#### How to complete this task:
Say how many of the lines below hold "Duration", writing the number and nothing more.

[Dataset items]
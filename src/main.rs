// src/main.rs
use iced::widget::{
    button, checkbox, column, container, pick_list, progress_bar, row, scrollable, text,
    text_input, Column, Row, Space,
};
use iced::{
    alignment::Horizontal, executor, theme, window, Alignment, Application, Background, Color,
    Command, Element, Event, Length, Settings, Subscription, Theme,
};
use log::{debug, warn};
use simplelog::{ColorChoice, Config as LogConfig, LevelFilter, TermLogger, TerminalMode};
use std::path::{Path, PathBuf};
use std::sync::Arc;
use std::time::Duration;

mod config;
mod configurator;
mod data_source;
mod format;
mod loader;
mod render;
mod ui;
mod view_state;

use config::{ColumnAlign, ColumnSpec, DataProvider, FileRef, Mode, TableConfig, TableOptions, Tag};
use configurator::{
    ConfigTarget, Configurator, DataCommand, DataInput, EditCommand, EditInput, LinkParams,
};
use data_source::{snapshot_ref_from_path, DataAdapter, StoreAdapter};
use loader::LoadResult;
use render::{CellTone, DisplayColumn};
use ui::Styles;
use view_state::ViewState;

const DEFAULT_SNAPSHOT_DIR: &str = "snapshots";
const RESIZE_DEBOUNCE: Duration = Duration::from_millis(300);
const FOOTER_HEIGHT: f32 = 50.0;

pub fn main() -> iced::Result {
    let flags = parse_flags(std::env::args().skip(1));
    let level = if flags.verbose {
        LevelFilter::Debug
    } else {
        LevelFilter::Info
    };
    TermLogger::init(
        level,
        LogConfig::default(),
        TerminalMode::Mixed,
        ColorChoice::Auto,
    )
    .ok();

    let mut settings = Settings::with_flags(flags);
    settings.window.size = (1024, 768);
    TableBlock::run(settings)
}

fn parse_flags(args: impl Iterator<Item = String>) -> AppFlags {
    let mut flags = AppFlags::default();
    let mut args = args;
    while let Some(arg) = args.next() {
        match arg.as_str() {
            "--lazy-load" => flags.lazy_load = true,
            "--verbose" => flags.verbose = true,
            "--surface" => flags.surface = args.next(),
            "--link" => flags.link = args.next(),
            "--theme" => flags.theme = args.next().map(PathBuf::from),
            // runs before the logger is up
            other if other.starts_with("--") => eprintln!("unrecognized flag: {other}"),
            _ => flags.config = Some(PathBuf::from(arg)),
        }
    }
    flags
}

#[derive(Debug, Clone, Default)]
pub struct AppFlags {
    config: Option<PathBuf>,
    /// Tag of the hosting page, adopted as the parent theme.
    theme: Option<PathBuf>,
    /// Configuration surface to run under, matched against the surface names.
    surface: Option<String>,
    /// Shareable-link payload applied on top of the configuration.
    link: Option<String>,
    lazy_load: bool,
    verbose: bool,
}

fn load_config_file(path: &Path) -> Option<TableConfig> {
    let content = std::fs::read_to_string(path)
        .map_err(|err| warn!("cannot read config {}: {err}", path.display()))
        .ok()?;
    serde_json::from_str(&content)
        .map_err(|err| warn!("cannot parse config {}: {err}", path.display()))
        .ok()
}

fn load_tag_file(path: &Path) -> Option<Tag> {
    let content = std::fs::read_to_string(path)
        .map_err(|err| warn!("cannot read theme {}: {err}", path.display()))
        .ok()?;
    serde_json::from_str(&content)
        .map_err(|err| warn!("cannot parse theme {}: {err}", path.display()))
        .ok()
}

struct TableBlock {
    data: TableConfig,
    tag: Tag,
    surface: Configurator,
    adapter: Arc<dyn DataAdapter>,
    snapshot_dir: PathBuf,
    table_data: Vec<data_source::Row>,
    column_names: Vec<String>,
    view: ViewState,
    loading: bool,
    auto_columns: bool,
    window_size: (u32, u32),
    resize_generation: u64,
    table_height: f32,
    history: Vec<AppliedCommand>,
    dialog: Option<Dialog>,
}

/// Commands applied through the configurator, kept so the footer's Undo can
/// play the host's sequencing role.
enum AppliedCommand {
    Edit(EditCommand),
    Data(DataCommand),
}

#[derive(Debug, Clone)]
enum Dialog {
    Data(DataSetup),
    Edit(EditSetup),
}

/// Working state of the data-source dialog (the Data action's custom
/// surface).
#[derive(Debug, Clone)]
struct DataSetup {
    mode: Mode,
    provider: Option<DataProvider>,
    query_id: String,
    api_endpoint: String,
    cid: String,
    store_dir: Option<PathBuf>,
    derive_columns: bool,
    /// Working copies of the per-column display options, seeded from the
    /// configured options or from the fetched column names.
    columns: Vec<ColumnSpec>,
}

impl DataSetup {
    fn from_config(config: &TableConfig, column_names: &[String]) -> Self {
        let columns = match &config.options {
            Some(options) => options.columns.clone(),
            None => column_names.iter().map(ColumnSpec::named).collect(),
        };
        DataSetup {
            mode: config.mode,
            provider: config.data_source,
            query_id: config.query_id.clone(),
            api_endpoint: config.api_endpoint.clone(),
            cid: config.cid().unwrap_or_default().to_string(),
            store_dir: None,
            derive_columns: config.options.is_none(),
            columns,
        }
    }

    /// The command input this dialog submits. Deriving columns clears the
    /// configured options so the next fetch rebuilds them; otherwise the
    /// edited column specs are applied as a whole.
    fn input(&self) -> DataInput {
        let options = if self.derive_columns {
            Some(None)
        } else if self.columns.is_empty() {
            None
        } else {
            Some(Some(TableOptions {
                columns: self.columns.clone(),
            }))
        };
        DataInput {
            mode: Some(self.mode),
            file: (!self.cid.is_empty()).then(|| FileRef {
                cid: self.cid.clone(),
            }),
            data_source: self.provider,
            query_id: Some(self.query_id.clone()),
            api_endpoint: Some(self.api_endpoint.clone()),
            options,
        }
    }
}

/// Working state of the Edit action's form: general settings plus the theme
/// fields the demo exposes.
#[derive(Debug, Clone)]
struct EditSetup {
    title: String,
    description: String,
    dark_shadow: bool,
    custom_font_color: bool,
    font_color: String,
    header_background_color: String,
}

impl EditSetup {
    fn from_state(config: &TableConfig, tag: &Tag) -> Self {
        EditSetup {
            title: config.title.clone(),
            description: config.description.clone(),
            dark_shadow: tag.dark_shadow.unwrap_or(false),
            custom_font_color: tag.custom_font_color.unwrap_or(false),
            font_color: tag.font_color.clone().unwrap_or_default(),
            header_background_color: tag.header_background_color.clone().unwrap_or_default(),
        }
    }
}

#[derive(Debug, Clone)]
enum Message {
    Loaded(LoadResult),
    SearchChanged(String),
    PageSelected(usize),
    OpenDataDialog,
    OpenEditDialog,
    CloseDialog,
    ModeSelected(Mode),
    ProviderSelected(DataProvider),
    QueryIdChanged(String),
    EndpointChanged(String),
    CidChanged(String),
    BrowseSnapshot,
    SnapshotPicked(Option<PathBuf>),
    DeriveColumnsToggled(bool),
    ColumnTitleChanged(usize, String),
    ColumnFormatChanged(usize, String),
    ColumnProgressToggled(usize, bool),
    ColumnHiddenToggled(usize, bool),
    ColumnNegativeToggled(usize, bool),
    ColumnPositiveToggled(usize, bool),
    ConfirmData,
    EditTitleChanged(String),
    EditDescriptionChanged(String),
    DarkShadowToggled(bool),
    CustomFontColorToggled(bool),
    FontColorChanged(String),
    HeaderBackgroundChanged(String),
    ConfirmEdit,
    Undo,
    WindowResized(u32, u32),
    ResizeSettled(u64),
}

#### Written answer:
2